My brain was functioning again at a basic level that felt revelatory. I got excited about work. My creativity flowed, and I pumped out 35,000 new words of a novel. I FaceTimed a friend I’d been rescheduling for six months, one I’d cried over missing in my stretch of three-job days. I finally got to see my family. Yet I also felt new pangs of worry. Had I fucked myself, thinking I could go on some cinematic journey across the world and not come back destitute? I wasn’t Diane Lane. I held back tears one night after checking my bank account. I was so scared that if I cried, it would mean my trip hadn’t made a difference — that I was stuck in the same cycle of going to bed anxious and waking up distraught. I was petrified I’d feel like that forever.

“What if I made a mistake?” I whispered to my partner in bed that night. “What if going to Italy was stupid, and I just made things worse?” He pulled me to him, speaking soft but firm in my ear: “We’re not doing that. You needed that trip. It was worth it.” He repeated it as often as I needed to hear it. Some days, I still need to hear it.

This year forced me to transform my value system. I now know that by quitting my job, I wasn’t running away from work. Instead, I sacrificed pieces of my comfort for a short while in order to ensure I’d have a career that I’d get to enjoy — because while I’m ambitious and love what I do, I refuse to die for it. Some studies suggest recovery from burnout can take several years. Others doubt whether full recovery is even a possibility. My return has not been a cut-and-dry success. After the initial burst of creativity, I found myself glued to my computer for 60-hour workweeks, churning out pitches, essays, novel chapters. My brain sputters to a stop at the end of weeks like that, and I have to remind myself: Make some space. Take a goddamn walk. Go talk to a friend. Spend some time doing absolutely nothing.

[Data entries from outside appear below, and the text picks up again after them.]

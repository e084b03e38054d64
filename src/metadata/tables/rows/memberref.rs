use crate::{
    file::{parser::Parser, writer::Writer},
    metadata::{
        tables::{CodedIndexType, ColumnKind, RowDefinition, TableId, TableLayout},
        token::Token,
    },
    Result,
};

/// A row of the `MemberRef` table (ECMA-335 II.22.25).
#[derive(Clone, Copy, Debug, PartialEq, Eq, Hash)]
pub struct MemberRefRaw {
    /// Owner of the member, a `MemberRefParent` coded index
    pub class: Token,
    /// `#Strings` index of the member name
    pub name: u32,
    /// `#Blob` index of the method or field signature
    pub signature: u32,
}

impl RowDefinition for MemberRefRaw {
    const TABLE: TableId = TableId::MemberRef;

    #[rustfmt::skip]
    const COLUMNS: &'static [ColumnKind] = &[
        /* class */       ColumnKind::Coded(CodedIndexType::MemberRefParent),
        /* name */        ColumnKind::StringIndex,
        /* signature */   ColumnKind::BlobIndex,
    ];

    fn read_row(parser: &mut Parser, layout: &TableLayout) -> Result<Self> {
        Ok(MemberRefRaw {
            class: layout.columns[0].read_token(parser)?,
            name: layout.columns[1].read(parser)?,
            signature: layout.columns[2].read(parser)?,
        })
    }

    fn write_row(&self, writer: &mut Writer, layout: &TableLayout) -> Result<()> {
        layout.columns[0].write_token(writer, self.class)?;
        layout.columns[1].write(writer, self.name)?;
        layout.columns[2].write(writer, self.signature)
    }
}
//! Raw rows of the reference tables a cloned module persists.
//!
//! Each row stores already resolved references ([`crate::metadata::token::Token`]s) and raw heap
//! indices; the physical encoding of coded indices is handled by the
//! [`crate::metadata::tables::TableLayout`] it is read with or written through.

mod assemblyref;
mod customattribute;
mod memberref;
mod methodspec;
mod moduleref;
mod nestedclass;
mod typeref;
mod typespec;

pub use assemblyref::AssemblyRefRaw;
pub use customattribute::CustomAttributeRaw;
pub use memberref::MemberRefRaw;
pub use methodspec::MethodSpecRaw;
pub use moduleref::ModuleRefRaw;
pub use nestedclass::NestedClassRaw;
pub use typeref::TypeRefRaw;
pub use typespec::TypeSpecRaw;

The exhaustion of the past two years hasn’t entirely left my body. I’m still depressed. I haven’t had a panic attack in a while, though. That’s a big win. Now when I feel the wear around my edges, I can conjure up that view from the Piazzale Michelangelo. The jut of the duomo against dark blue hills, cerulean skies, and clouds that may as well have been painted by Botticelli. The glowing hills around the Badia di Passignano, Hugo’s playful smile, the nonnas and zios talking in Marcialla’s center square — they are my meditations. I remember, whenever I need to, that I am capable of righting the ship.